Philadelphia has been a rough place for a long, long time. A guy I knew in the Navy joked that the PFT we had to take should be simplified simply by making Navy personnel go from one side of the city to the other on payday while in dress uniform using only public transportation. Anyone who survived passed.
It was a joke, but it was also a testament to how dangerous the City of Brotherly Love was, and this was in the early 90s.
So yeah, the history has been there for a while.
Needless to say, city leaders would like to change that. To that end, they kicked off a multi-faceted approach to gun violence, but I wanted to focus on one particular aspect of it. In particular, how they’re asking parents to search their kids’ rooms for guns.
After more young people have been killed or injured by guns in 2019, City Council, the police commissioner and others are urging parents to search their children’s rooms for weapons. And if they find anything, four churches will be open for gun turn-in programs the next two Saturdays.
It’s a new twist on an old tactic to get guns off of Philadelphia streets.
“We’re calling for parents to do room checks, of your house and if there are any guns you find you can turn those guns into police no questions asked,” said Bilal Qayyum of the Father’s Day Rally Committee.
Acting Police Commissioner Christine Coulter says any gun turned in is a killing machine stopped.
“If we get one turn-in from a gun buyback, odds are that gun will never be used in violence,” she said. She says removing weapons will prevent young people from settling disputes with a gun.
Now, I’m pretty critical of buybacks in general. Frankly, as I noted on the topic earlier this week, they don’t work.
However, I’m going to support this effort.
I don’t think the buyback, in and of itself, will accomplish anything. But that’s not the key factor here. No, the key factor is the call for parents to step up and make sure their kids aren’t keeping dangerous weapons in their rooms.
When I was a kid, I was horrified anytime my parents would decide to take a look in my room. It felt like an invasion of privacy.
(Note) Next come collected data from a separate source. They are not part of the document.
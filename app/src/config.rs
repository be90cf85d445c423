//! Settings file handling.
//!
//! Settings live in `mqtt2notif/config.ini` under the per-user config
//! directory, section `[mqtt]`. The file is read once at startup and never
//! reloaded; a missing file means defaults, an unreadable or unparsable
//! one is fatal since nothing can proceed without settings.

use std::path::{Path, PathBuf};

use anyhow::Context;
use ini::Ini;

pub const DEFAULT_BROKER: &str = "localhost";
pub const DEFAULT_PORT: u16 = 1883;
pub const DEFAULT_TOPIC: &str = "notif2mqtt/notifications";

/// Broker connection settings, immutable for the life of the process.
#[derive(Debug, Clone, PartialEq)]
pub struct Settings {
    pub broker: String,
    pub port: u16,
    pub ssl: bool,
    pub topic: String,
    pub username: String,
    pub password: String,
}

impl Default for Settings {
    fn default() -> Self {
        Self {
            broker: DEFAULT_BROKER.to_owned(),
            port: DEFAULT_PORT,
            ssl: false,
            topic: DEFAULT_TOPIC.to_owned(),
            username: String::new(),
            password: String::new(),
        }
    }
}

/// Resolve the config file path per the XDG base directory convention.
pub fn config_path() -> anyhow::Result<PathBuf> {
    let base = dirs::config_dir().context("no user config directory available")?;
    Ok(base.join("mqtt2notif").join("config.ini"))
}

impl Settings {
    /// Load settings from `path` (or the default location). A missing file
    /// falls back to defaults; individual missing keys fall back per-key.
    pub fn load(path: Option<&Path>) -> anyhow::Result<Self> {
        let path = resolve(path)?;
        if !path.exists() {
            tracing::warn!(path = %path.display(), "No config file found, using defaults");
            return Ok(Self::default());
        }

        let file = Ini::load_from_file(&path)
            .with_context(|| format!("failed to read config file {}", path.display()))?;
        let mut settings = Self::default();
        if let Some(section) = file.section(Some("mqtt")) {
            if let Some(v) = section.get("broker") {
                settings.broker = v.to_owned();
            }
            if let Some(v) = section.get("port") {
                settings.port = v
                    .parse()
                    .with_context(|| format!("invalid port in config: {v:?}"))?;
            }
            if let Some(v) = section.get("ssl") {
                settings.ssl =
                    parse_bool(v).with_context(|| format!("invalid ssl flag in config: {v:?}"))?;
            }
            if let Some(v) = section.get("topic") {
                settings.topic = v.to_owned();
            }
            if let Some(v) = section.get("username") {
                settings.username = v.to_owned();
            }
            if let Some(v) = section.get("password") {
                settings.password = v.to_owned();
            }
        }
        tracing::info!(path = %path.display(), "Loaded configuration");
        Ok(settings)
    }

    /// Write a default config file, creating parent directories. Returns
    /// the path written.
    pub fn write_default(path: Option<&Path>) -> anyhow::Result<PathBuf> {
        let path = resolve(path)?;
        if let Some(parent) = path.parent() {
            std::fs::create_dir_all(parent)
                .with_context(|| format!("cannot create config directory {}", parent.display()))?;
        }

        let defaults = Self::default();
        let mut file = Ini::new();
        file.with_section(Some("mqtt"))
            .set("broker", defaults.broker)
            .set("port", defaults.port.to_string())
            .set("ssl", defaults.ssl.to_string())
            .set("topic", defaults.topic)
            .set("username", defaults.username)
            .set("password", defaults.password);
        file.write_to_file(&path)
            .with_context(|| format!("cannot write config file {}", path.display()))?;
        Ok(path)
    }
}

fn resolve(path: Option<&Path>) -> anyhow::Result<PathBuf> {
    match path {
        Some(p) => Ok(p.to_path_buf()),
        None => config_path(),
    }
}

fn parse_bool(v: &str) -> Option<bool> {
    match v.to_ascii_lowercase().as_str() {
        "true" | "yes" | "on" | "1" => Some(true),
        "false" | "no" | "off" | "0" => Some(false),
        _ => None,
    }
}

#[cfg(test)]
mod tests {
    use super::*;
    use nanoid::nanoid;

    fn scratch_path() -> PathBuf {
        std::env::temp_dir().join(format!("mqtt2notif-test-{}.ini", nanoid!()))
    }

    #[test]
    fn missing_file_yields_defaults() {
        let settings = Settings::load(Some(scratch_path().as_path())).unwrap();
        assert_eq!(settings, Settings::default());
        assert_eq!(settings.broker, "localhost");
        assert_eq!(settings.port, 1883);
        assert_eq!(settings.topic, "notif2mqtt/notifications");
    }

    #[test]
    fn load_reads_mqtt_section() {
        let path = scratch_path();
        std::fs::write(
            &path,
            "[mqtt]\nbroker=broker.example\nport=8883\nssl=true\nusername=u\npassword=p\n",
        )
        .unwrap();
        let settings = Settings::load(Some(&path)).unwrap();
        std::fs::remove_file(&path).unwrap();

        assert_eq!(settings.broker, "broker.example");
        assert_eq!(settings.port, 8883);
        assert!(settings.ssl);
        assert_eq!(settings.username, "u");
        // Unlisted keys keep their defaults.
        assert_eq!(settings.topic, DEFAULT_TOPIC);
    }

    #[test]
    fn invalid_port_is_fatal() {
        let path = scratch_path();
        std::fs::write(&path, "[mqtt]\nport=not-a-number\n").unwrap();
        let result = Settings::load(Some(&path));
        std::fs::remove_file(&path).unwrap();
        assert!(result.is_err());
    }

    #[test]
    fn write_default_round_trips() {
        let path = scratch_path();
        let written = Settings::write_default(Some(&path)).unwrap();
        assert_eq!(written, path);
        let settings = Settings::load(Some(&path)).unwrap();
        std::fs::remove_file(&path).unwrap();
        assert_eq!(settings, Settings::default());
    }

    #[test]
    fn parse_bool_variants() {
        assert_eq!(parse_bool("True"), Some(true));
        assert_eq!(parse_bool("0"), Some(false));
        assert_eq!(parse_bool("maybe"), None);
    }
}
Plus, my mother never failed to find certain magazines I wasn’t exactly supposed to have.
Yet those magazines weren’t the kind that went into a firearm.
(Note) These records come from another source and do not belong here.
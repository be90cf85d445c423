//! Wire payload parsing and normalization for incoming notifications.
//!
//! Messages arrive on the broker topic as UTF-8 JSON. Everything except
//! title/text is optional, and a malformed or empty message must never
//! take down the pipeline: parse and normalize errors are returned to the
//! caller, which logs and moves on to the next message.

mod category;
mod urgency;

pub use category::Category;
pub use urgency::UrgencyTier;

use std::path::PathBuf;

use serde::Deserialize;

/// Raw notification payload as published on the broker topic.
///
/// Field names match the wire format; `previewImage` is the only
/// camelCase key. Unknown fields are ignored.
#[derive(Debug, Clone, Default, Deserialize)]
#[serde(default)]
pub struct Payload {
    /// Source application id (e.g. `com.example.mail`).
    pub package: Option<String>,
    /// Human-readable source application name.
    pub app: Option<String>,
    pub title: Option<String>,
    pub text: Option<String>,
    /// Epoch milliseconds at which the notification was posted.
    pub timestamp: Option<i64>,
    /// Base64-encoded app icon.
    pub icon: Option<String>,
    /// Base64-encoded preview image (e.g. an attached photo).
    #[serde(rename = "previewImage")]
    pub preview_image: Option<String>,
    /// Importance level 0-5.
    pub importance: Option<i64>,
    pub urgency: Option<String>,
    pub category: Option<String>,
}

#[derive(Debug, thiserror::Error)]
pub enum PayloadError {
    #[error("invalid JSON payload: {0}")]
    Json(#[from] serde_json::Error),

    #[error("payload carries neither title nor text")]
    Empty,
}

/// Normalized notification, ready for presentation.
///
/// Created per incoming message and consumed immediately; never persisted.
/// The icon path is filled in by the image staging step, not here.
#[derive(Debug, Clone, PartialEq)]
pub struct DecodedNotification {
    pub summary: String,
    pub body: String,
    pub urgency: UrgencyTier,
    pub category: Option<Category>,
    pub icon: Option<PathBuf>,
}

impl Payload {
    pub fn parse(raw: &[u8]) -> Result<Self, PayloadError> {
        Ok(serde_json::from_slice(raw)?)
    }

    /// Validate and normalize into a [`DecodedNotification`].
    ///
    /// A payload missing both `title` and `text` (absent or empty) is
    /// rejected. With only `text`, the summary falls back to the app name,
    /// or to the literal `"Notification"` when that is missing too.
    pub fn normalize(&self) -> Result<DecodedNotification, PayloadError> {
        let title = self.title.as_deref().filter(|s| !s.is_empty());
        let text = self.text.as_deref().filter(|s| !s.is_empty());
        if title.is_none() && text.is_none() {
            return Err(PayloadError::Empty);
        }

        let app = self.app.as_deref().filter(|s| !s.is_empty());
        let summary = match (app, title) {
            (Some(app), Some(title)) => format!("{app}: {title}"),
            (None, Some(title)) => title.to_owned(),
            (Some(app), None) => app.to_owned(),
            (None, None) => "Notification".to_owned(),
        };

        Ok(DecodedNotification {
            summary,
            body: text.unwrap_or_default().to_owned(),
            urgency: UrgencyTier::resolve(self.urgency.as_deref(), self.importance),
            category: self
                .category
                .as_deref()
                .filter(|s| !s.is_empty())
                .map(Category::from_wire),
            icon: None,
        })
    }
}
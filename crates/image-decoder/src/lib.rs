//! Image staging for desktop notifications.
//!
//! Decodes base64 image blobs into scratch files the notification daemon
//! can read, sniffing the format from content rather than trusting field
//! names, and optionally composites the app icon over a preview image.
//! Every failure here is recoverable: callers degrade to a plain icon or
//! to no image at all.

mod compose;
mod scratch;

pub use compose::Compositor;
pub use scratch::ScratchImage;

use base64::Engine as _;
use base64::engine::general_purpose::STANDARD as BASE64;

#[derive(Debug, thiserror::Error)]
pub enum DecodeError {
    #[error("invalid base64 image data: {0}")]
    Base64(#[from] base64::DecodeError),

    #[error("image decode failed: {0}")]
    Image(#[from] image::ImageError),

    #[error("scratch file write failed: {0}")]
    Io(#[from] std::io::Error),
}

/// Decode a base64 blob into raw bytes.
pub fn decode_base64(blob: &str) -> Result<Vec<u8>, DecodeError> {
    Ok(BASE64.decode(blob.trim())?)
}
//! MQTT subscriber with automatic reconnection.
//!
//! Connects to the configured broker (plaintext or TLS), subscribes to one
//! topic at QoS 1 (at-least-once), and delivers every publish through an
//! mpsc channel. Connection loss is never fatal: the loop retries with
//! exponential backoff for as long as the process lives, and resubscribes
//! as soon as the broker accepts a new session. At-least-once semantics
//! mean the same notification can arrive again after a reconnect; nothing
//! here deduplicates.

#[cfg(test)]
mod tests;

use std::time::Duration;

use rumqttc::{
    AsyncClient, ConnectReturnCode, Event, MqttOptions, Packet, QoS, TlsConfiguration, Transport,
};
use tokio::sync::mpsc;

const KEEP_ALIVE: Duration = Duration::from_secs(60);
const BASE_BACKOFF: Duration = Duration::from_secs(2);
const MAX_BACKOFF: Duration = Duration::from_secs(60);
const CHANNEL_CAPACITY: usize = 256;
const REQUEST_CAPACITY: usize = 10;

/// Broker connection settings for one subscriber session.
#[derive(Debug, Clone)]
pub struct BrokerConfig {
    pub host: String,
    pub port: u16,
    pub tls: bool,
    pub topic: String,
    pub username: String,
    pub password: String,
}

/// A message received on the subscribed topic.
#[derive(Debug, Clone, PartialEq)]
pub struct InboundMessage {
    pub topic: String,
    pub payload: Vec<u8>,
}

#[derive(Debug, thiserror::Error)]
pub enum ListenerError {
    #[error("MQTT request failed: {0}")]
    Client(#[from] rumqttc::ClientError),
}

/// What the run loop does with one event-loop notification.
#[derive(Debug, PartialEq)]
enum EventAction {
    /// Broker accepted the session (fresh or reconnected): (re)subscribe.
    Resubscribe,
    Deliver(InboundMessage),
    Ignore,
}

/// MQTT subscriber with auto-reconnect.
///
/// Messages are delivered via `mpsc::Receiver<InboundMessage>`, in
/// delivery order, to a single consumer.
pub struct MqttListener;

impl MqttListener {
    /// Start the subscriber loop. Returns a message receiver and a
    /// shutdown sender.
    pub fn connect(config: BrokerConfig) -> (mpsc::Receiver<InboundMessage>, mpsc::Sender<()>) {
        let (msg_tx, msg_rx) = mpsc::channel::<InboundMessage>(CHANNEL_CAPACITY);
        let (shutdown_tx, shutdown_rx) = mpsc::channel::<()>(1);
        tokio::spawn(Self::run_loop(config, msg_tx, shutdown_rx));
        (msg_rx, shutdown_tx)
    }

    async fn run_loop(
        config: BrokerConfig,
        msg_tx: mpsc::Sender<InboundMessage>,
        mut shutdown_rx: mpsc::Receiver<()>,
    ) {
        // Unique suffix so two instances against one broker don't evict
        // each other's session.
        let client_id = format!("mqtt2notif-{}", nanoid::nanoid!(8));
        let mut options = MqttOptions::new(client_id, &config.host, config.port);
        options.set_keep_alive(KEEP_ALIVE);
        if !config.username.is_empty() && !config.password.is_empty() {
            options.set_credentials(&config.username, &config.password);
        }
        if config.tls {
            options.set_transport(Transport::Tls(TlsConfiguration::Native));
        }

        let (client, mut eventloop) = AsyncClient::new(options, REQUEST_CAPACITY);
        let mut failures: u32 = 0;
        loop {
            tokio::select! {
                _ = shutdown_rx.recv() => {
                    tracing::info!("MQTT listener shutdown requested");
                    let _ = client.disconnect().await;
                    return;
                }
                event = eventloop.poll() => match event {
                    Ok(event) => {
                        failures = 0;
                        match Self::action_for(event) {
                            EventAction::Resubscribe => {
                                tracing::info!(
                                    broker = %config.host,
                                    port = config.port,
                                    "Connected to MQTT broker"
                                );
                                match Self::subscribe(&client, &config.topic).await {
                                    Ok(()) => {
                                        tracing::info!(topic = %config.topic, "Subscribed")
                                    }
                                    Err(e) => {
                                        tracing::warn!(error = %e, "Subscribe request failed")
                                    }
                                }
                            }
                            EventAction::Deliver(msg) => {
                                tracing::debug!(
                                    topic = %msg.topic,
                                    bytes = msg.payload.len(),
                                    "Message received"
                                );
                                if msg_tx.send(msg).await.is_err() {
                                    tracing::info!("Message channel closed, stopping listener");
                                    return;
                                }
                            }
                            EventAction::Ignore => {}
                        }
                    }
                    Err(e) => {
                        failures += 1;
                        let backoff = Self::backoff_duration(failures);
                        tracing::warn!(
                            error = %e,
                            attempt = failures,
                            backoff_secs = backoff.as_secs(),
                            "MQTT connection failed, will reconnect"
                        );
                        tokio::select! {
                            _ = shutdown_rx.recv() => {
                                tracing::info!("Shutdown requested during reconnect backoff");
                                return;
                            }
                            _ = tokio::time::sleep(backoff) => {}
                        }
                    }
                }
            }
        }
    }

    async fn subscribe(client: &AsyncClient, topic: &str) -> Result<(), ListenerError> {
        client.subscribe(topic.to_owned(), QoS::AtLeastOnce).await?;
        Ok(())
    }

    fn action_for(event: Event) -> EventAction {
        match event {
            Event::Incoming(Packet::ConnAck(ack)) => {
                if ack.code == ConnectReturnCode::Success {
                    EventAction::Resubscribe
                } else {
                    tracing::warn!(code = ?ack.code, "Broker refused connection");
                    EventAction::Ignore
                }
            }
            Event::Incoming(Packet::Publish(publish)) => EventAction::Deliver(InboundMessage {
                topic: publish.topic,
                payload: publish.payload.to_vec(),
            }),
            _ => EventAction::Ignore,
        }
    }

    fn backoff_duration(failures: u32) -> Duration {
        let d = BASE_BACKOFF * 2u32.saturating_pow(failures.saturating_sub(1));
        d.min(MAX_BACKOFF)
    }
}
//! Build-cycle recall-window scheduler (C4): samples `N` past timestamps
//! from a two-component (bimodal) Gaussian mixture over hours-before-now,
//! the way a spaced, recency-biased-but-long-tailed sampling policy is
//! usually expressed. RNG is injected (`&mut impl rand::Rng`) rather than
//! drawn from a thread-local generator so callers can get fully
//! deterministic output in tests.

use rand::Rng;
use rand_distr::{Distribution, Normal};

use crate::config::BuildDistribution;
use crate::graph::now_secs;

/// Draws one timestamp (Unix seconds, fractional) from the bimodal-Gaussian
/// recall-window distribution, never later than `now`.
pub fn sample_timestamp(now: f64, dist: &BuildDistribution, rng: &mut impl Rng) -> f64 {
    let total_weight = dist.weight1 + dist.weight2;
    let p1 = if total_weight > 0.0 {
        dist.weight1 / total_weight
    } else {
        1.0
    };
    let use_first = rng.random::<f64>() < p1;
    let (mu, sigma) = if use_first {
        (dist.mu1_hours, dist.sigma1_hours)
    } else {
        (dist.mu2_hours, dist.sigma2_hours)
    };
    let hours = if sigma <= 0.0 {
        mu
    } else {
        Normal::new(mu, sigma)
            .map(|normal| normal.sample(rng))
            .unwrap_or(mu)
    };
    (now - hours.max(0.0) * 3600.0).max(0.0)
}

/// Draws `n` timestamps for one build cycle.
pub fn sample_timestamps(now: f64, n: usize, dist: &BuildDistribution, rng: &mut impl Rng) -> Vec<f64> {
    (0..n).map(|_| sample_timestamp(now, dist, rng)).collect()
}

/// Convenience wrapper that samples against the real wall clock.
pub fn sample_timestamps_now(n: usize, dist: &BuildDistribution, rng: &mut impl Rng) -> Vec<f64> {
    sample_timestamps(now_secs(), n, dist, rng)
}
//! Forgetting cycle (C8): decays edge strength and prunes stale items, the
//! way unused associations weaken and unused memories fade rather than
//! persisting forever.

use rand::Rng;
use rand::seq::SliceRandom;

use crate::config::MemoryConfig;
use crate::engine::CycleReport;
use crate::error::Result;
use crate::graph::{MemoryGraph, now_secs};
use crate::storage::Storage;

const NODE_ITEM_FORGET_HOURS: f64 = 24.0;

fn sample_count(total: usize, percentage: f64) -> usize {
    if total == 0 {
        return 0;
    }
    ((total as f64 * percentage).ceil() as usize).min(total)
}

/// Runs one forgetting cycle against `graph`, using `rng` for the
/// without-replacement sampling of candidate nodes and edges, and persists
/// the result via [`Storage::resync_full`] if anything changed. `cancel` is
/// polled between sampled entities so a long cycle can be interrupted.
pub fn forget_once(
    graph: &mut MemoryGraph,
    config: &MemoryConfig,
    rng: &mut impl Rng,
    cancel: &dyn Fn() -> bool,
) -> CycleReport {
    let mut report = CycleReport::default();
    let now = now_secs();
    let forget_seconds = config.memory_forget_time * 3600.0;

    let mut edge_pairs = graph.edge_pairs();
    edge_pairs.shuffle(rng);
    let edge_sample = sample_count(edge_pairs.len(), config.memory_forget_percentage);

    for (source, target) in edge_pairs.into_iter().take(edge_sample) {
        if cancel() {
            return report;
        }
        let Some(edge) = graph.edge_data(&source, &target) else {
            report.skipped += 1;
            continue;
        };
        if now - edge.last_modified <= forget_seconds {
            report.skipped += 1;
            continue;
        }
        let new_strength = edge.strength - 1;
        if new_strength <= 0 {
            graph.remove_edge(&source, &target);
            report.deleted += 1;
        } else {
            graph.set_edge_strength(&source, &target, new_strength);
            report.updated += 1;
        }
    }

    let mut nodes = graph.node_names();
    nodes.shuffle(rng);
    let node_sample = sample_count(nodes.len(), config.memory_forget_percentage);

    for concept in nodes.into_iter().take(node_sample) {
        if cancel() {
            return report;
        }
        let Some(items) = graph.node_items(&concept) else {
            report.skipped += 1;
            continue;
        };
        if items.is_empty() {
            graph.remove_node(&concept);
            report.deleted += 1;
            continue;
        }
        let Some((_, last_modified)) = graph.node_timestamps(&concept) else {
            report.skipped += 1;
            continue;
        };
        if now - last_modified <= NODE_ITEM_FORGET_HOURS * 3600.0 {
            report.skipped += 1;
            continue;
        }
        if graph.forget_random_item(&concept, rng).is_some() {
            report.deleted += 1;
        }
    }

    report
}

/// Persists the result of [`forget_once`] if it reported any change.
/// Separate from `forget_once` itself so the mutator stays synchronous and
/// testable without a storage fixture.
pub fn persist_if_changed(graph: &MemoryGraph, report: &CycleReport, storage: &Storage) -> Result<()> {
    if report.updated > 0 || report.deleted > 0 {
        storage.resync_full(graph)?;
    }
    Ok(())
}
Still, a lot of kids in Philadelphia do have those kinds of guns. The truth is, all the gun laws in the world are failing to stop kids from getting guns. They’re getting them. Then they’re taking those guns home.
By asking parents to step in and search their kids’ rooms, they’re asking them to be more proactive in making sure their children aren’t involved in stuff they shouldn’t be. And let’s be honest, if they have a gun, they’re probably involved in stuff they shouldn’t be.
The role of the buyback is to give the parents a way to dispose of the guns so the child won’t get their hands back on it that doesn’t result in their boy (or girl) ending up in jail. Few parents would cooperate if that was the result, so a “no questions asked” buyback gives them that out.
Now, do I think this will work? Maybe, maybe not. If it does, though, it won’t be the buyback that helps. It’ll be the parents.